> **What this task involves**: Return all lines in the material below that contain "semver".

Given entries START

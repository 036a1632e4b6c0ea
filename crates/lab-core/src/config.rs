//! Environment configuration for the app manager.
//!
//! Every installed app lives in one subdirectory (per app name) of a
//! configured base directory. Both the base directory and the registry
//! source come from the environment, with platform defaults.

use std::env;
use std::path::PathBuf;

/// Environment variable naming the apps base directory.
pub const APPS_ENV: &str = "LAB_APPS";

/// Environment variable naming the registry document source (URL or file
/// path).
pub const REGISTRY_ENV: &str = "LAB_REGISTRY";

const DEFAULT_APPS_DIR: &str = "/project/apps";
const DEFAULT_REGISTRY_URL: &str = "https://apps.lab.example.org/apps_meta.json";

/// Base directory under which every app's working directory lives.
pub fn apps_dir() -> PathBuf {
    env::var_os(APPS_ENV)
        .map(PathBuf::from)
        .unwrap_or_else(|| PathBuf::from(DEFAULT_APPS_DIR))
}

/// Registry document source: an `http(s)` URL or a local file path.
pub fn registry_url() -> String {
    env::var(REGISTRY_ENV).unwrap_or_else(|_| DEFAULT_REGISTRY_URL.to_string())
}
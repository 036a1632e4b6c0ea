//! Core app-management layer for the lab platform.
//!
//! An *app* is a named, git-managed plugin directory. This crate combines
//! a registry record with a local working-directory path into an [`App`]
//! entity exposing installed-state queries, version resolution,
//! compatibility checks, and the install/uninstall protocol:
//!
//! ```text
//!        CLI / widgets
//!             |
//!          lab-core
//!             |
//!      +------+-------+
//!      |              |
//!   lab-git     lab-registry
//! ```
//!
//! Apps are stateless: every query re-derives its answer from the registry
//! snapshot and the live working-directory state, so there is no cached
//! installed-state to drift out of sync with the filesystem.

pub mod app;
pub mod compat;
pub mod config;
pub mod error;

pub use app::{App, InstalledVersion};
pub use compat::{Ecosystem, HostPackage, find_incompatibilities, is_compatible};
pub use error::{Error, Result};
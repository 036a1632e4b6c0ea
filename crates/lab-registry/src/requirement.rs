//! Package requirements and app name specifiers.
//!
//! A [`Requirement`] is a registry dependency declaration like
//! `numpy>=1.20`: a package name plus an optional version range. An
//! [`AppSpecifier`] is the same grammar as accepted by the CLI for apps,
//! e.g. `quantum-viewer>=1.0,<2.0`.

use crate::error::{Error, Result};
use crate::version::{VersionConstraint, parse_label};

/// Characters that terminate a name and start a version constraint.
const CONSTRAINT_CHARS: &[char] = &['<', '>', '=', '!'];

/// Normalize a package name for comparison: lowercase, with `_` and `.`
/// folded to `-`.
pub fn normalize_name(name: &str) -> String {
    name.trim()
        .chars()
        .map(|c| match c {
            '_' | '.' => '-',
            other => other.to_ascii_lowercase(),
        })
        .collect()
}

fn split_specifier(input: &str) -> (&str, &str) {
    match input.find(CONSTRAINT_CHARS) {
        Some(at) => input.split_at(at),
        None => (input, ""),
    }
}

fn validate_name(input: &str, name: &str) -> Result<()> {
    if name.is_empty() {
        return Err(Error::RequirementParse {
            input: input.to_string(),
            reason: "missing name".to_string(),
        });
    }
    if !name
        .chars()
        .all(|c| c.is_ascii_alphanumeric() || matches!(c, '-' | '_' | '.'))
    {
        return Err(Error::RequirementParse {
            input: input.to_string(),
            reason: format!("invalid name '{name}'"),
        });
    }
    Ok(())
}

/// One dependency declaration: a package name and an optional version
/// range it must satisfy.
#[derive(Debug, Clone)]
pub struct Requirement {
    name: String,
    constraint: Option<VersionConstraint>,
    raw: String,
}

impl Requirement {
    /// Parse a requirement string like `numpy>=1.20` or `scipy`.
    pub fn parse(input: &str) -> Result<Self> {
        let trimmed = input.trim();
        let (name, spec) = split_specifier(trimmed);
        let name = name.trim();
        validate_name(input, name)?;

        let constraint = if spec.is_empty() {
            None
        } else {
            Some(
                VersionConstraint::parse(spec).map_err(|e| Error::RequirementParse {
                    input: input.to_string(),
                    reason: e.to_string(),
                })?,
            )
        };

        Ok(Self {
            name: normalize_name(name),
            constraint,
            raw: trimmed.to_string(),
        })
    }

    /// Normalized package name.
    pub fn name(&self) -> &str {
        &self.name
    }

    /// The version range, when one was declared.
    pub fn constraint(&self) -> Option<&VersionConstraint> {
        self.constraint.as_ref()
    }

    /// Whether an installed package with this name and version fulfills the
    /// requirement. Names compare normalized; with no declared range any
    /// version fulfills it; an unparseable installed version never does.
    pub fn fulfilled_by(&self, name: &str, version: &str) -> bool {
        if normalize_name(name) != self.name {
            return false;
        }
        match &self.constraint {
            None => true,
            Some(constraint) => match parse_label(version) {
                Ok(parsed) => constraint.matches(&parsed),
                Err(_) => false,
            },
        }
    }

    /// The requirement as written in the registry.
    pub fn as_str(&self) -> &str {
        &self.raw
    }
}

impl std::fmt::Display for Requirement {
    fn fmt(&self, f: &mut std::fmt::Formatter<'_>) -> std::fmt::Result {
        f.write_str(&self.raw)
    }
}

/// An app name with an optional version range, as the CLI accepts it
/// (`quantum-viewer`, `quantum-viewer>=1.0,<2.0`).
#[derive(Debug, Clone)]
pub struct AppSpecifier {
    name: String,
    constraint: Option<VersionConstraint>,
}

impl AppSpecifier {
    /// Parse an app specifier. The app name is kept verbatim; registry
    /// keys are exact, unlike normalized package names.
    pub fn parse(input: &str) -> Result<Self> {
        let trimmed = input.trim();
        let (name, spec) = split_specifier(trimmed);
        let name = name.trim();
        validate_name(input, name)?;

        let constraint = if spec.is_empty() {
            None
        } else {
            Some(VersionConstraint::parse(spec)?)
        };

        Ok(Self {
            name: name.to_string(),
            constraint,
        })
    }

    /// The app name.
    pub fn name(&self) -> &str {
        &self.name
    }

    /// The requested version range, if any.
    pub fn constraint(&self) -> Option<&VersionConstraint> {
        self.constraint.as_ref()
    }
}
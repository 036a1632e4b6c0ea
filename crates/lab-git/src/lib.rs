//! Git working-directory adapter for the lab app manager.
//!
//! Bridges one app entity to one local version-controlled working
//! directory: read the current revision and dirty state, materialize a
//! shallow checkout of a release ref, and remove the tree again.

pub mod error;
pub mod workdir;

pub use error::{Error, Result};
pub use workdir::{clone_at, dirty, head, remove};
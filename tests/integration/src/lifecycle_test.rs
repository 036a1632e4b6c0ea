//! End-to-end lifecycle tests over the full stack: registry document ->
//! app entity -> git working directory, with real temp repositories.

use std::fs;

use lab_core::{App, HostPackage, InstalledVersion};
use lab_registry::{Registry, VersionConstraint};
use lab_test_utils::{app_entry, app_remote, registry_document};
use pretty_assertions::assert_eq;
use tempfile::TempDir;

/// Two apps in one registry, each with its own remote.
fn two_app_registry() -> (Vec<TempDir>, TempDir, Registry) {
    let viewer_remote = TempDir::new().unwrap();
    let viewer_releases = app_remote(viewer_remote.path(), &["1.0.0", "1.1.0"]);

    let explorer_remote = TempDir::new().unwrap();
    let explorer_releases = app_remote(explorer_remote.path(), &["0.2.0"]);

    let document = registry_document(&[
        (
            "quantum-viewer",
            app_entry(viewer_remote.path().to_str().unwrap(), &viewer_releases),
        ),
        (
            "band-explorer",
            app_entry(explorer_remote.path().to_str().unwrap(), &explorer_releases),
        ),
    ]);
    let registry = Registry::from_value(document).unwrap();

    let apps_root = TempDir::new().unwrap();
    (vec![viewer_remote, explorer_remote], apps_root, registry)
}

#[test]
fn resolve_install_and_report_lifecycle() {
    let (_remotes, apps_root, registry) = two_app_registry();
    let app = App::from_registry(&registry, "quantum-viewer", apps_root.path()).unwrap();

    // Not installed yet
    assert_eq!(app.installed_version(), InstalledVersion::NotInstalled);

    // Resolve a range, install the highest match, and read it back
    let range = VersionConstraint::parse(">=1.0,<1.1").unwrap();
    let matching = app.find_matching_releases(&range);
    assert_eq!(matching, vec!["1.0.0"]);

    app.install(Some(matching[0].as_str())).unwrap();
    assert_eq!(
        app.installed_version(),
        InstalledVersion::Version("1.0.0".to_string())
    );

    // Bare install upgrades to the numerically highest release
    app.install(None).unwrap();
    assert_eq!(
        app.installed_version(),
        InstalledVersion::Version("1.1.0".to_string())
    );
}

#[test]
fn apps_are_independent() {
    let (_remotes, apps_root, registry) = two_app_registry();
    let viewer = App::from_registry(&registry, "quantum-viewer", apps_root.path()).unwrap();
    let explorer = App::from_registry(&registry, "band-explorer", apps_root.path()).unwrap();

    viewer.install(None).unwrap();
    assert_eq!(
        explorer.installed_version(),
        InstalledVersion::NotInstalled
    );

    explorer.install(None).unwrap();
    viewer.uninstall().unwrap();
    assert_eq!(viewer.installed_version(), InstalledVersion::NotInstalled);
    assert_eq!(
        explorer.installed_version(),
        InstalledVersion::Version("0.2.0".to_string())
    );
}

#[test]
fn dirty_tree_degrades_to_unknown_until_reinstalled() {
    let (_remotes, apps_root, registry) = two_app_registry();
    let app = App::from_registry(&registry, "quantum-viewer", apps_root.path()).unwrap();

    app.install(None).unwrap();
    fs::write(app.local_path().join("start.md"), "local edit\n").unwrap();
    assert!(app.dirty());
    assert_eq!(app.installed_version(), InstalledVersion::Unknown);

    // Reinstall replaces the tree wholesale and clears the dirty state
    app.install(None).unwrap();
    assert!(!app.dirty());
    assert_eq!(
        app.installed_version(),
        InstalledVersion::Version("1.1.0".to_string())
    );
}

#[test]
fn fresh_entities_agree_with_disk_state() {
    // Stateless re-derivation: a second entity for the same app sees
    // whatever the first one did to the filesystem.
    let (_remotes, apps_root, registry) = two_app_registry();
    let first = App::from_registry(&registry, "quantum-viewer", apps_root.path()).unwrap();
    first.install(None).unwrap();

    let second = App::from_registry(&registry, "quantum-viewer", apps_root.path()).unwrap();
    assert_eq!(
        second.installed_version(),
        InstalledVersion::Version("1.1.0".to_string())
    );

    second.uninstall().unwrap();
    assert_eq!(first.installed_version(), InstalledVersion::NotInstalled);
}

#[test]
fn compatibility_is_checked_per_release() {
    let remote = TempDir::new().unwrap();
    let releases = app_remote(remote.path(), &["1.0.0"]);
    let apps_root = TempDir::new().unwrap();

    // Hand-build a document so the release declares a requirement
    let document = format!(
        r#"{{"apps": {{"quantum-viewer": {{
            "git_url": "{url}",
            "releases": {{
                "1.0.0": {{
                    "commit": "{commit}",
                    "dependencies": {{"python-requirements": ["numpy>=1.20"]}}
                }}
            }}
        }}}}}}"#,
        url = remote.path().display(),
        commit = releases[0].commit,
    );
    let registry: Registry = document.parse().unwrap();
    let app = App::from_registry(&registry, "quantum-viewer", apps_root.path()).unwrap();

    let bare_host: Vec<HostPackage> = vec![];
    assert!(!app.is_compatible("1.0.0", &bare_host).unwrap());

    let stocked_host = vec![HostPackage::new("numpy", "1.24.2")];
    assert!(app.is_compatible("1.0.0", &stocked_host).unwrap());

    // Incompatibility never blocks the core protocol; gating is the
    // management surface's job
    app.install(Some("1.0.0")).unwrap();
    assert_eq!(
        app.installed_version(),
        InstalledVersion::Version("1.0.0".to_string())
    );
}
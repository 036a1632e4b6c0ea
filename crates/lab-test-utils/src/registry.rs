//! Registry document builders matching the published JSON shape.

use serde_json::{Value, json};

use crate::git::TaggedRelease;

/// A release body with a commit and no dependency declarations.
pub fn release_entry(commit: &str) -> Value {
    json!({ "commit": commit, "dependencies": {} })
}

/// An app entry pointing at `git_url`, with one release per fixture tag.
pub fn app_entry(git_url: &str, releases: &[TaggedRelease]) -> Value {
    let mut body = serde_json::Map::new();
    for release in releases {
        body.insert(release.version.clone(), release_entry(&release.commit));
    }
    json!({
        "git_url": git_url,
        "categories": [],
        "metadata": {},
        "releases": Value::Object(body),
    })
}

/// A whole registry document: `{"apps": {name: entry, ...}}`.
pub fn registry_document(apps: &[(&str, Value)]) -> Value {
    let mut map = serde_json::Map::new();
    for (name, entry) in apps {
        map.insert((*name).to_string(), entry.clone());
    }
    json!({ "apps": Value::Object(map) })
}
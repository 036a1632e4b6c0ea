//! Version labels and range constraints for app releases.
//!
//! Release labels in the registry are semantic-version-ish strings
//! (`1.0.0`, `22.11`, `v1.2`). Constraints are comma-separated specifier
//! lists in the requirement style used by the registry and the CLI
//! (`>=1.0,<2.0`, `==1.0.5`, `!=0.9`), where every specifier must hold.
//!
//! # Examples
//!
//! ```
//! use lab_registry::version::VersionConstraint;
//!
//! let range = VersionConstraint::parse(">=1.0,<2.0").unwrap();
//! assert!(range.matches_label("1.4.0"));
//! assert!(!range.matches_label("2.0.0"));
//! assert!(!range.matches_label("not-a-version"));
//! ```

use semver::Version;

use crate::error::{Error, Result};

/// A single comparison operator in a specifier.
#[derive(Debug, Clone, Copy, PartialEq, Eq)]
enum CompareOp {
    /// `>=`
    Gte,
    /// `>`
    Gt,
    /// `<=`
    Lte,
    /// `<`
    Lt,
    /// `==`
    Eq,
    /// `!=`
    Ne,
}

/// One operator/version pair, e.g. `>=1.0`.
#[derive(Debug, Clone)]
struct Specifier {
    op: CompareOp,
    version: Version,
}

impl Specifier {
    fn matches(&self, candidate: &Version) -> bool {
        match self.op {
            CompareOp::Gte => candidate >= &self.version,
            CompareOp::Gt => candidate > &self.version,
            CompareOp::Lte => candidate <= &self.version,
            CompareOp::Lt => candidate < &self.version,
            CompareOp::Eq => candidate == &self.version,
            CompareOp::Ne => candidate != &self.version,
        }
    }
}

/// A parsed version range that release labels can be checked against.
///
/// Comma-separated specifiers are conjunctive: a candidate matches the
/// constraint only if it matches every specifier.
#[derive(Debug, Clone)]
pub struct VersionConstraint {
    specifiers: Vec<Specifier>,
    /// Original text, kept for display.
    raw: String,
}

impl VersionConstraint {
    /// Parse a constraint like `>=1.0,<2.0`, `==1.0.5`, or `1.2` (bare
    /// versions mean `==`).
    pub fn parse(constraint: &str) -> Result<Self> {
        let raw = constraint.to_string();
        let mut specifiers = Vec::new();

        for part in constraint.split(',') {
            let part = part.trim();
            if part.is_empty() {
                continue;
            }
            specifiers.push(parse_specifier(part)?);
        }

        if specifiers.is_empty() {
            return Err(Error::ConstraintParse {
                constraint: raw,
                reason: "empty constraint".to_string(),
            });
        }

        Ok(Self { specifiers, raw })
    }

    /// Check a parsed version against the constraint.
    pub fn matches(&self, candidate: &Version) -> bool {
        self.specifiers.iter().all(|spec| spec.matches(candidate))
    }

    /// Check a release label against the constraint.
    ///
    /// Labels that cannot be parsed as versions never match.
    pub fn matches_label(&self, label: &str) -> bool {
        match parse_label(label) {
            Ok(version) => self.matches(&version),
            Err(_) => false,
        }
    }

    /// The original constraint text.
    pub fn as_str(&self) -> &str {
        &self.raw
    }
}

impl std::fmt::Display for VersionConstraint {
    fn fmt(&self, f: &mut std::fmt::Formatter<'_>) -> std::fmt::Result {
        f.write_str(&self.raw)
    }
}

fn parse_specifier(s: &str) -> Result<Specifier> {
    let (op, rest) = if let Some(rest) = s.strip_prefix(">=") {
        (CompareOp::Gte, rest)
    } else if let Some(rest) = s.strip_prefix("<=") {
        (CompareOp::Lte, rest)
    } else if let Some(rest) = s.strip_prefix("!=") {
        (CompareOp::Ne, rest)
    } else if let Some(rest) = s.strip_prefix("==") {
        (CompareOp::Eq, rest)
    } else if let Some(rest) = s.strip_prefix('>') {
        (CompareOp::Gt, rest)
    } else if let Some(rest) = s.strip_prefix('<') {
        (CompareOp::Lt, rest)
    } else {
        // Bare version implies ==
        (CompareOp::Eq, s)
    };

    let rest = rest.trim();
    let version = parse_label(rest).map_err(|_| Error::ConstraintParse {
        constraint: s.to_string(),
        reason: format!("invalid version: {rest}"),
    })?;

    Ok(Specifier { op, version })
}

/// Parse a release label leniently into a [`semver::Version`].
///
/// Accepts an optional leading `v` and pads missing components with zeros:
/// `"v1.2"` -> `1.2.0`, `"22"` -> `22.0.0`. Anything that still fails to
/// parse is [`Error::InvalidVersionLabel`].
pub fn parse_label(label: &str) -> Result<Version> {
    let trimmed = label.trim();
    let bare = trimmed.strip_prefix('v').unwrap_or(trimmed);

    if let Ok(version) = Version::parse(bare) {
        return Ok(version);
    }
    for padded in [format!("{bare}.0"), format!("{bare}.0.0")] {
        if let Ok(version) = Version::parse(&padded) {
            return Ok(version);
        }
    }

    Err(Error::InvalidVersionLabel {
        label: label.to_string(),
    })
}

#[cfg(test)]
mod tests {
    use super::*;
    use rstest::rstest;

    #[test]
    fn parse_single_specifier() {
        let c = VersionConstraint::parse(">=1.0").unwrap();
        assert_eq!(c.specifiers.len(), 1);
        assert_eq!(c.as_str(), ">=1.0");
    }

    #[test]
    fn parse_compound_specifier() {
        let c = VersionConstraint::parse(">=1.0,<2.0").unwrap();
        assert_eq!(c.specifiers.len(), 2);
    }

    #[test]
    fn parse_empty_rejected() {
        assert!(VersionConstraint::parse("").is_err());
        assert!(VersionConstraint::parse(" , ").is_err());
    }

    #[test]
    fn parse_garbage_rejected() {
        assert!(VersionConstraint::parse(">=apples").is_err());
    }

    #[rstest]
    #[case(">=1.0", "1.0.0", true)]
    #[case(">=1.0", "0.9.9", false)]
    #[case(">=1.0,<2.0", "1.5.3", true)]
    #[case(">=1.0,<2.0", "2.0.0", false)]
    #[case("<1.1", "1.0.0", true)]
    #[case("<1.1", "1.1.0", false)]
    #[case("==1.0.5", "1.0.5", true)]
    #[case("==1.0.5", "1.0.6", false)]
    #[case("!=1.0.0", "1.0.1", true)]
    #[case("!=1.0.0", "1.0.0", false)]
    #[case("1.2", "1.2.0", true)]
    #[case("1.2", "1.2.1", false)]
    fn label_matching(#[case] constraint: &str, #[case] label: &str, #[case] expected: bool) {
        let c = VersionConstraint::parse(constraint).unwrap();
        assert_eq!(c.matches_label(label), expected, "{constraint} vs {label}");
    }

    #[test]
    fn unparseable_label_never_matches() {
        let c = VersionConstraint::parse(">=0.0.1").unwrap();
        assert!(!c.matches_label("main"));
        assert!(!c.matches_label(""));
    }

    #[test]
    fn label_parsing_pads_components() {
        assert_eq!(parse_label("1.0.0").unwrap(), Version::new(1, 0, 0));
        assert_eq!(parse_label("1.1").unwrap(), Version::new(1, 1, 0));
        assert_eq!(parse_label("22").unwrap(), Version::new(22, 0, 0));
        assert_eq!(parse_label("v2.3").unwrap(), Version::new(2, 3, 0));
        assert_eq!(parse_label(" 1.0.0 ").unwrap(), Version::new(1, 0, 0));
    }

    #[test]
    fn label_parsing_rejects_garbage() {
        assert!(parse_label("latest").is_err());
        assert!(parse_label("").is_err());
    }

    #[test]
    fn display_round_trips_raw_text() {
        let c = VersionConstraint::parse(">=1.0, <2.0").unwrap();
        assert_eq!(format!("{c}"), ">=1.0, <2.0");
    }
}
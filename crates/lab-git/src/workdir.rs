//! Operations on a single app working directory.

use std::fs;
use std::path::Path;
use std::process::Command;

use git2::{Repository, StatusOptions};

use crate::{Error, Result};

/// Current HEAD commit id of the working directory, as full hex.
///
/// Fails with [`Error::Git`] if the directory is not a valid repository.
pub fn head(path: &Path) -> Result<String> {
    let repo = Repository::open(path)?;
    let commit = repo.head()?.peel_to_commit()?;
    Ok(commit.id().to_string())
}

/// Whether any tracked file differs from the committed revision, in the
/// working tree or the index. Untracked files do not count.
pub fn dirty(path: &Path) -> Result<bool> {
    let repo = Repository::open(path)?;
    let mut opts = StatusOptions::new();
    opts.include_untracked(false);
    let statuses = repo.statuses(Some(&mut opts))?;
    Ok(!statuses.is_empty())
}

/// Materialize a shallow (depth-1) checkout of `reference` (a branch or
/// tag name) from `url` into `destination`.
///
/// Runs the `git` CLI: `--branch` accepts tags as well as branches there,
/// and local-path remotes degrade shallowness gracefully where the libgit2
/// transport refuses. On failure any partially created destination is
/// removed and [`Error::Clone`] carries the underlying stderr text.
pub fn clone_at(url: &str, reference: &str, destination: &Path) -> Result<()> {
    tracing::debug!(url, reference, destination = %destination.display(), "cloning working tree");

    let output = Command::new("git")
        .args(["clone", "--depth=1", "--branch", reference, "--", url])
        .arg(destination)
        .output()
        .map_err(|e| Error::Clone {
            message: format!("failed to run git: {e}"),
        })?;

    if !output.status.success() {
        let _ = fs::remove_dir_all(destination);
        return Err(Error::Clone {
            message: String::from_utf8_lossy(&output.stderr).trim().to_string(),
        });
    }

    Ok(())
}

/// Recursively delete a working directory. No-op when the path does not
/// exist. Symlinks inside the tree are removed, never followed.
pub fn remove(path: &Path) -> Result<()> {
    if !path.exists() {
        return Ok(());
    }
    tracing::debug!(path = %path.display(), "removing working tree");
    fs::remove_dir_all(path).map_err(|e| Error::io(path, e))
}
//! `lab search` implementation.

use std::path::Path;

use colored::Colorize;
use lab_core::{App, InstalledVersion};
use lab_registry::{AppSpecifier, Registry};

use crate::error::Result;
use crate::host;

use super::{matching_releases, no_matching_release};

/// Print the releases of one app that match the requested range, newest
/// first. `only_compatible` additionally filters them through the host
/// package inventory.
pub fn run_search(
    registry: &Registry,
    apps_root: &Path,
    specifier: &str,
    only_compatible: bool,
) -> Result<()> {
    let spec = AppSpecifier::parse(specifier)?;
    let app = App::from_registry(registry, spec.name(), apps_root)?;

    let versions = matching_releases(&app, &spec);
    if versions.is_empty() {
        return Err(no_matching_release(&app, &spec));
    }

    let installed = app.installed_version();
    let inventory = only_compatible.then(host::host_packages);

    for version in versions {
        if let Some(inventory) = &inventory
            && !app.is_compatible(&version, inventory)?
        {
            continue;
        }
        let marker = if installed == InstalledVersion::Version(version.clone()) {
            format!(" {}", "(installed)".green())
        } else {
            String::new()
        };
        println!("{}=={}{}", app.name(), version, marker);
    }
    Ok(())
}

Given entries END

> **Exercise solution**:
use semver::Version;
/// Parse a release label leniently into a [`semver::Version`].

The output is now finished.